On Gaining Skill Via Rhythm Games

For the past few years, my default example of a weird thing you can learn to observe skill development (and thus potentially abstract general principles) has been close-up magic.

Lately, I've found myself surprised at getting quite a bit better at something that's also sort of arcane: arcade dance rhythm games like Pump It Up and Dance Dance Revolution. It helps that there's a free Pump It Up game at my university, so I can play it a lot. And I've been playing it a lot.

There was a little bit of deliberate practice involved, where I looked up the foot patterns for a few songs and played them (tapping my feet on the ground, sitting in my chair) at 0.5x speed so I could better move my feet.

But most of it has been just brute playing.

For these games, the difficulty level goes quite high. And something that has felt like an art more than a science has been knowing when I can advance to the next difficulty level. It doesn't help that different songs at the same difficulty level can still be relatively easier or harder. Sometimes, I'll try to challenge myself and play something harder, and I'll completely fail. But sometimes, I'll realize that the song is doable, and then I'll just keep playing at the new level.
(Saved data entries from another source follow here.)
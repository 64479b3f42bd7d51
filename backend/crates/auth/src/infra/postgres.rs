//! PostgreSQL Repository Implementations

use chrono::{DateTime, Utc};
use sqlx::PgPool;
use uuid::Uuid;

use crate::domain::entity::{Account, Session, User, Verification, CREDENTIAL_PROVIDER};
use crate::domain::repository::{
    AccountRepository, SessionRepository, UserRepository, VerificationRepository,
};
use crate::domain::value_object::{BanState, Email, UserRole};
use crate::error::{AuthError, AuthResult};
use kernel::id::{AccountId, SessionId, UserId, VerificationId};
use platform::password::HashedPassword;
use platform::rate_limit::{RateLimitConfig, RateLimitDecision, RateLimitStore, RateLimitWindow};

/// PostgreSQL-backed auth repository
#[derive(Clone)]
pub struct PgAuthRepository {
    pool: PgPool,
}

impl PgAuthRepository {
    pub fn new(pool: PgPool) -> Self {
        Self { pool }
    }
}

// ============================================================================
// User Repository Implementation
// ============================================================================

impl UserRepository for PgAuthRepository {
    async fn create(&self, user: &User) -> AuthResult<()> {
        sqlx::query(
            r#"
            INSERT INTO "user" (
                id,
                name,
                email,
                email_verified,
                image,
                role,
                banned,
                ban_reason,
                ban_expires,
                created_at,
                updated_at
            ) VALUES ($1, $2, $3, $4, $5, $6, $7, $8, $9, $10, $11)
            "#,
        )
        .bind(user.user_id.as_uuid())
        .bind(&user.name)
        .bind(user.email.as_str())
        .bind(user.email_verified)
        .bind(&user.image)
        .bind(user.role.code())
        .bind(user.ban.banned)
        .bind(&user.ban.reason)
        .bind(user.ban.expires)
        .bind(user.created_at)
        .bind(user.updated_at)
        .execute(&self.pool)
        .await?;

        Ok(())
    }

    async fn find_by_id(&self, user_id: &UserId) -> AuthResult<Option<User>> {
        let row = sqlx::query_as::<_, UserRow>(
            r#"
            SELECT
                id, name, email, email_verified, image, role,
                banned, ban_reason, ban_expires, created_at, updated_at
            FROM "user"
            WHERE id = $1
            "#,
        )
        .bind(user_id.as_uuid())
        .fetch_optional(&self.pool)
        .await?;

        row.map(|r| r.into_user()).transpose()
    }

    async fn find_by_email(&self, email: &Email) -> AuthResult<Option<User>> {
        let row = sqlx::query_as::<_, UserRow>(
            r#"
            SELECT
                id, name, email, email_verified, image, role,
                banned, ban_reason, ban_expires, created_at, updated_at
            FROM "user"
            WHERE email = $1
            "#,
        )
        .bind(email.as_str())
        .fetch_optional(&self.pool)
        .await?;

        row.map(|r| r.into_user()).transpose()
    }

    async fn exists_by_email(&self, email: &Email) -> AuthResult<bool> {
        let exists = sqlx::query_scalar::<_, bool>(
            r#"SELECT EXISTS(SELECT 1 FROM "user" WHERE email = $1)"#,
        )
        .bind(email.as_str())
        .fetch_one(&self.pool)
        .await?;

        Ok(exists)
    }

    async fn update(&self, user: &User) -> AuthResult<()> {
        sqlx::query(
            r#"
            UPDATE "user" SET
                name = $2,
                email = $3,
                email_verified = $4,
                image = $5,
                role = $6,
                banned = $7,
                ban_reason = $8,
                ban_expires = $9,
                updated_at = $10
            WHERE id = $1
            "#,
        )
        .bind(user.user_id.as_uuid())
        .bind(&user.name)
        .bind(user.email.as_str())
        .bind(user.email_verified)
        .bind(&user.image)
        .bind(user.role.code())
        .bind(user.ban.banned)
        .bind(&user.ban.reason)
        .bind(user.ban.expires)
        .bind(user.updated_at)
        .execute(&self.pool)
        .await?;

        Ok(())
    }

    async fn delete(&self, user_id: &UserId) -> AuthResult<()> {
        // Sessions and accounts cascade
        sqlx::query(r#"DELETE FROM "user" WHERE id = $1"#)
            .bind(user_id.as_uuid())
            .execute(&self.pool)
            .await?;

        Ok(())
    }
}

// ============================================================================
// Account Repository Implementation
// ============================================================================

impl AccountRepository for PgAuthRepository {
    async fn create(&self, account: &Account) -> AuthResult<()> {
        sqlx::query(
            r#"
            INSERT INTO account (
                id,
                account_id,
                provider_id,
                user_id,
                access_token,
                refresh_token,
                id_token,
                access_token_expires_at,
                refresh_token_expires_at,
                scope,
                password,
                created_at,
                updated_at
            ) VALUES ($1, $2, $3, $4, $5, $6, $7, $8, $9, $10, $11, $12, $13)
            "#,
        )
        .bind(account.account_id.as_uuid())
        .bind(&account.provider_account_id)
        .bind(&account.provider_id)
        .bind(account.user_id.as_uuid())
        .bind(&account.access_token)
        .bind(&account.refresh_token)
        .bind(&account.id_token)
        .bind(account.access_token_expires_at)
        .bind(account.refresh_token_expires_at)
        .bind(&account.scope)
        .bind(account.password.as_ref().map(|p| p.as_phc_string()))
        .bind(account.created_at)
        .bind(account.updated_at)
        .execute(&self.pool)
        .await?;

        Ok(())
    }

    async fn find_credential_by_user_id(&self, user_id: &UserId) -> AuthResult<Option<Account>> {
        let row = sqlx::query_as::<_, AccountRow>(
            r#"
            SELECT
                id, account_id, provider_id, user_id,
                access_token, refresh_token, id_token,
                access_token_expires_at, refresh_token_expires_at,
                scope, password, created_at, updated_at
            FROM account
            WHERE user_id = $1 AND provider_id = $2
            "#,
        )
        .bind(user_id.as_uuid())
        .bind(CREDENTIAL_PROVIDER)
        .fetch_optional(&self.pool)
        .await?;

        row.map(|r| r.into_account()).transpose()
    }

    async fn update(&self, account: &Account) -> AuthResult<()> {
        sqlx::query(
            r#"
            UPDATE account SET
                access_token = $2,
                refresh_token = $3,
                id_token = $4,
                access_token_expires_at = $5,
                refresh_token_expires_at = $6,
                scope = $7,
                password = $8,
                updated_at = $9
            WHERE id = $1
            "#,
        )
        .bind(account.account_id.as_uuid())
        .bind(&account.access_token)
        .bind(&account.refresh_token)
        .bind(&account.id_token)
        .bind(account.access_token_expires_at)
        .bind(account.refresh_token_expires_at)
        .bind(&account.scope)
        .bind(account.password.as_ref().map(|p| p.as_phc_string()))
        .bind(account.updated_at)
        .execute(&self.pool)
        .await?;

        Ok(())
    }
}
Anyway, I'm not gonna analyze this too much, but it's pretty cool for me to see that I finally got good at this thing which I associated with a cool aesthetic growing up.

I think, in general, it's made me better at rhythm games of all sorts.

This is especially interesting because, growing up, I was terrible with rhythm games. I hated them. There's a terribly annoying part in Ventus's story in Kingdom Hearts Birth By Sleep where you need to shoot ice cream scoops. I got stuck at that part, and I just couldn't progress the plot anymore. Anyway, now I don't suck at rhythm games.